BEGIN Input material

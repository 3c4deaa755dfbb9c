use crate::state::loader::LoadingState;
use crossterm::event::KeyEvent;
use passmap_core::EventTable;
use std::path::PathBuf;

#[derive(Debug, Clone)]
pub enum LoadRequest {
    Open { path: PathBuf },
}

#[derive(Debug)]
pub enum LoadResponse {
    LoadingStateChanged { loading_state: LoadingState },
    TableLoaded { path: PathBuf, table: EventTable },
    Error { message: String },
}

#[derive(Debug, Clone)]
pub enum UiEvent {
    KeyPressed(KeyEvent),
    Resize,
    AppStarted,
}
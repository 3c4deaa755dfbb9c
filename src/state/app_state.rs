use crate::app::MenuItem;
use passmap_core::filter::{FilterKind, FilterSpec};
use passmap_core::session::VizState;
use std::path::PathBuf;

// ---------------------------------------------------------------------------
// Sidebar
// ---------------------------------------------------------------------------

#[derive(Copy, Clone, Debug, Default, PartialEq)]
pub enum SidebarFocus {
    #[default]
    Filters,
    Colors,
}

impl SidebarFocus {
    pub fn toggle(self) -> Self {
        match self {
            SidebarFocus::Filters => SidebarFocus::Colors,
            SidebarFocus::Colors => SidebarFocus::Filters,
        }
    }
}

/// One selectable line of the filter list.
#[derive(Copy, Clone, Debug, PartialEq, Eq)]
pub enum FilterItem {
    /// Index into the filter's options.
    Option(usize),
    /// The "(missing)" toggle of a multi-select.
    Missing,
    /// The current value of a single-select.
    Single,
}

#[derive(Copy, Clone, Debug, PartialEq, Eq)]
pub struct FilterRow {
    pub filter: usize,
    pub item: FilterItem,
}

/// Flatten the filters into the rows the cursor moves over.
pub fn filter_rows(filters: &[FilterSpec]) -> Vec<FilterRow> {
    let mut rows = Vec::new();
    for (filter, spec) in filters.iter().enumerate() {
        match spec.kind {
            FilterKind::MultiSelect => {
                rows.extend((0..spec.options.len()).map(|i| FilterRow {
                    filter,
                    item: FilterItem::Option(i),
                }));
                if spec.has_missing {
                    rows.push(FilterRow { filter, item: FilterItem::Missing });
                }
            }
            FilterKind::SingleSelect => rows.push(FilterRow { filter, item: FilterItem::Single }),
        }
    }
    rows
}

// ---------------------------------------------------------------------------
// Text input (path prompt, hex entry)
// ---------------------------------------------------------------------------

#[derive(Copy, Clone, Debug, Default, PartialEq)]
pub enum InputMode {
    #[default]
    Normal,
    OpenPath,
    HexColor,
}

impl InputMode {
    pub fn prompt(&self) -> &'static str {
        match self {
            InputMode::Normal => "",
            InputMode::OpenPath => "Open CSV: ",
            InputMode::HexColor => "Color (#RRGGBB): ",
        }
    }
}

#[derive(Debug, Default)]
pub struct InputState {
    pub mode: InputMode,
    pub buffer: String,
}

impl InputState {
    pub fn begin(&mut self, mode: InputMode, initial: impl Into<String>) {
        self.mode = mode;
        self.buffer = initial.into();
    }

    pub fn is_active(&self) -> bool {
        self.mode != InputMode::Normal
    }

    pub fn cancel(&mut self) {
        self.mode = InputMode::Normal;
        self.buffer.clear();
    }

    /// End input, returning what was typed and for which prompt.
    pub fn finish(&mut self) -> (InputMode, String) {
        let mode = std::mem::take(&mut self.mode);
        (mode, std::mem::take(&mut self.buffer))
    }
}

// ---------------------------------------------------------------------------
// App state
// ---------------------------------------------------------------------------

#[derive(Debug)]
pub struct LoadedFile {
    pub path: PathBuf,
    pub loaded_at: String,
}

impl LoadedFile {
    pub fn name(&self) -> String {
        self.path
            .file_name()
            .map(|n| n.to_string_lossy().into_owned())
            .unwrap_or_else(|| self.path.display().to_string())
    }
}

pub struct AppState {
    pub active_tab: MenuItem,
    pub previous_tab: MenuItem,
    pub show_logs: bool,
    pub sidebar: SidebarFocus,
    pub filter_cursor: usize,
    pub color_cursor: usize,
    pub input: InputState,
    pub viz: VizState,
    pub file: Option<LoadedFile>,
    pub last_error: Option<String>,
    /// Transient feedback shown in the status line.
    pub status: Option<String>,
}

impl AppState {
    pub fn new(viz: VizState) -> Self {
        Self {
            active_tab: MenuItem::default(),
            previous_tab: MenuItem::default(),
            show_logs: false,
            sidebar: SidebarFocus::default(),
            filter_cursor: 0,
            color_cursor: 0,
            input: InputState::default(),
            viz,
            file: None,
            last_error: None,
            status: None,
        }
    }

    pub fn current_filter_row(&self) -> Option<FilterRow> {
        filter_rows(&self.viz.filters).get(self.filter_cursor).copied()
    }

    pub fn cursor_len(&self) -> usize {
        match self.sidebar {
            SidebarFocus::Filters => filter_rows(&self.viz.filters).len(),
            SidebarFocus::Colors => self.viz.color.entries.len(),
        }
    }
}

END Input material

Take every line above where "prompt" appears and copy it.

> **Response to this task**
// Text input (path prompt, hex entry)
    pub fn prompt(&self) -> &'static str {
    /// End input, returning what was typed and for which prompt.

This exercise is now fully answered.